Дэйнерис
Конные ворота, ведущие в Ваэс Дотрак, были сделаны в виде двух гигантских вставших на дыбы бронзовых скакунов. Их копыта касались друг друга в сотне футов над мостовой, образуя остроконечную арку.
Дэни не знала, зачем городу понадобились ворота, раз у него не было стен, да и строений тоже, насколько она могла видеть. И все же ворота стояли, колоссальные и прекрасные, а между огромных коней маячили далекие пурпурные горы. Бронзовые скакуны отбрасывали длинные тени на колышущуюся траву, когда кхал Дрого вел свой кхаласар по пути богов. Кровные всадники кхала ехали возле него.
Дэни следовала за ним на своей Серебрянке, ее сопровождали сир Джорах Мормонт и вновь севший на коня брат Визерис. После того дня, когда она заставила его пешком возвратиться в кхаласар, дотракийцы насмешливо назвали его Кхал Рхэй Мхаром – Королем, Стершим Ноги. На следующий день кхал Дрого предложил ему место в повозке, и Визерис согласился. В своем упрямом невежестве он даже не понял, что над ним посмеялись: телеги предназначались для евнухов, калек, рожающих женщин, младенцев и дряхлых стариков. Этим он заслужил новое прозвище: Кхал Рхаггат – Тележный Король. Брат, не зная этого, посчитал, что таким образом кхал извиняется перед ним за те неудобства, которые причинила ему Дэни. Она упросила сира Джораха не рассказывать брату правду, чтобы он не испытывал стыда. Рыцарь ответил, что пережить чуточку позора королю не вредно, но поступил, как она просила. Дэни потребовались долгие уговоры и постельные фокусы, которым ее научила Дореа, чтобы наконец уговорить Дрого смягчиться и позволить Визерису присоединиться к ним во главе колонны.

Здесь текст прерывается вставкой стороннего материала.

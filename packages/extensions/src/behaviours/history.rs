use paper_editor::{redo, undo, Extension, ExtensionContext, HistoryPlugin, KeyBinding, Plugin};
use std::sync::Arc;

/// Undo and redo, keeping `historyDepth` events.
pub struct History;

impl Extension for History {
    fn name(&self) -> &str {
        "history"
    }

    fn plugins(&self, cx: &ExtensionContext) -> Vec<Arc<dyn Plugin>> {
        vec![Arc::new(HistoryPlugin::new(cx.config.history_depth))]
    }

    fn key_bindings(&self, _cx: &ExtensionContext) -> Vec<KeyBinding> {
        vec![
            KeyBinding::new("Mod-z", undo()),
            KeyBinding::new("Shift-Mod-z", redo()),
            KeyBinding::new("Mod-y", redo()),
        ]
    }
}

– Где же город? – спросила она, проезжая под бронзовой аркой. Нигде не было видно ни зданий, ни людей – лишь трава и дорога, возле которой выстроились древние монументы, вывезенные из стран, ограбленных дотракийцами за многие века.
– Впереди, – отвечал сир Джорах. – Под горой.
Позади Конных ворот выстроились краденые боги и герои. Забытые божества мертвых городов грозили небу обломившимися молниями. Дэни ехала возле их ног. Каменные короли глядели на нее со своих престолов, лица их выщербились и покрылись пятнами, даже имена потерялись в туманах времен. Гибкие молодые девы плясали на мраморных плитах, одетые в одни только цветы, или же выливали воздух из разбитых кувшинов. Возле дороги в траве стояли чудовища: черные железные драконы с драгоценными камнями вместо глаз, ревущие грифоны, мантикоры, занесшие колючие хвосты для удара, и другие звери, имен которых она не знала. Некоторые статуи были настолько очаровательны, что от их красоты захватывало дыхание, другие вселяли такой ужас, что Дэни даже не хотела разглядывать их. Эти, как пояснил ей сир Джорах, скорее всего, были вывезены из Края Теней за Ашаем.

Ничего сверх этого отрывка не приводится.